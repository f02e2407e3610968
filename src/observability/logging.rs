//! Structured logging setup.

use tracing_subscriber::{layer::SubscriberExt, util::SubscriberInitExt};

/// Initialize the tracing subscriber. `RUST_LOG` wins over the default
/// filter.
pub fn init() {
    tracing_subscriber::registry()
        .with(
            tracing_subscriber::EnvFilter::try_from_default_env()
                .unwrap_or_else(|_| "flowgate=info,tower_http=warn".into()),
        )
        .with(tracing_subscriber::fmt::layer())
        .init();
}
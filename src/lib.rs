//! Flowgate reverse proxy library.

pub mod admin;
pub mod balancer;
pub mod config;
pub mod lifecycle;
pub mod monitor;
pub mod observability;
pub mod proxy;
pub mod routing;

pub use config::schema::Config;
pub use config::Manager as ConfigManager;
pub use lifecycle::Shutdown;
pub use proxy::ProxyServer;
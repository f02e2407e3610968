//! Live configuration manager.
//!
//! Holds the current config as an atomically swappable snapshot and fans
//! out replacement notifications to subscribers. Updates validate first,
//! then persist to the original path, then publish; a failed update never
//! touches live state.

use std::path::{Path, PathBuf};
use std::sync::Arc;
use std::sync::Mutex;

use arc_swap::ArcSwap;
use tokio::sync::mpsc;

use crate::config::loader::{load_config, save_config, ConfigError};
use crate::config::schema::{apply_defaults, Config};
use crate::config::validation::validate_config;

/// Capacity of each subscriber channel. Delivery is non-blocking; a
/// subscriber that has not drained the previous notification loses the
/// new one.
const WATCHER_BUFFER: usize = 1;

pub struct Manager {
    path: PathBuf,
    current: ArcSwap<Config>,
    watchers: Mutex<Vec<mpsc::Sender<Arc<Config>>>>,
}

impl Manager {
    /// Load the config from `path` and build a manager around it.
    pub fn new(path: impl Into<PathBuf>) -> Result<Self, ConfigError> {
        let path = path.into();
        let config = load_config(&path)?;
        tracing::info!(path = %path.display(), "Configuration loaded");
        Ok(Self {
            path,
            current: ArcSwap::from_pointee(config),
            watchers: Mutex::new(Vec::new()),
        })
    }

    /// Current config snapshot.
    pub fn current(&self) -> Arc<Config> {
        self.current.load_full()
    }

    pub fn path(&self) -> &Path {
        &self.path
    }

    /// Validate, persist and publish a replacement config.
    pub fn update(&self, mut config: Config) -> Result<(), ConfigError> {
        apply_defaults(&mut config);
        validate_config(&config).map_err(ConfigError::Validation)?;

        save_config(&self.path, &config)?;

        let config = Arc::new(config);
        self.current.store(config.clone());
        self.notify(config);

        tracing::info!(path = %self.path.display(), "Configuration updated");
        Ok(())
    }

    /// Subscribe to replacement notifications.
    pub fn subscribe(&self) -> mpsc::Receiver<Arc<Config>> {
        let (tx, rx) = mpsc::channel(WATCHER_BUFFER);
        self.watchers.lock().unwrap().push(tx);
        rx
    }

    /// Verify that the TLS material referenced by the config exists on
    /// disk. The actual certificate reload happens in the listener layer.
    pub fn reload_ssl(&self) -> Result<(), SslReloadError> {
        let config = self.current.load();
        if !config.ssl.enabled {
            return Err(SslReloadError::Disabled);
        }
        if !Path::new(&config.ssl.cert_file).exists() {
            return Err(SslReloadError::MissingCert(config.ssl.cert_file.clone()));
        }
        if !Path::new(&config.ssl.key_file).exists() {
            return Err(SslReloadError::MissingKey(config.ssl.key_file.clone()));
        }
        Ok(())
    }

    fn notify(&self, config: Arc<Config>) {
        let mut watchers = self.watchers.lock().unwrap();
        watchers.retain(|tx| match tx.try_send(config.clone()) {
            Ok(()) => true,
            Err(mpsc::error::TrySendError::Full(_)) => {
                tracing::debug!("Config watcher lagging, notification dropped");
                true
            }
            Err(mpsc::error::TrySendError::Closed(_)) => false,
        });
    }
}

#[derive(Debug, thiserror::Error)]
pub enum SslReloadError {
    #[error("SSL is not enabled")]
    Disabled,

    #[error("SSL cert file not found: {0}")]
    MissingCert(String),

    #[error("SSL key file not found: {0}")]
    MissingKey(String),
}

********

*WHAT THE TASK ASKS*.
Please find every line in the records that contains the word "return", and copy it out.

*RESULT BELOW*.
            return Err(SslReloadError::Disabled);
            return Err(SslReloadError::MissingCert(config.ssl.cert_file.clone()));
            return Err(SslReloadError::MissingKey(config.ssl.key_file.clone()));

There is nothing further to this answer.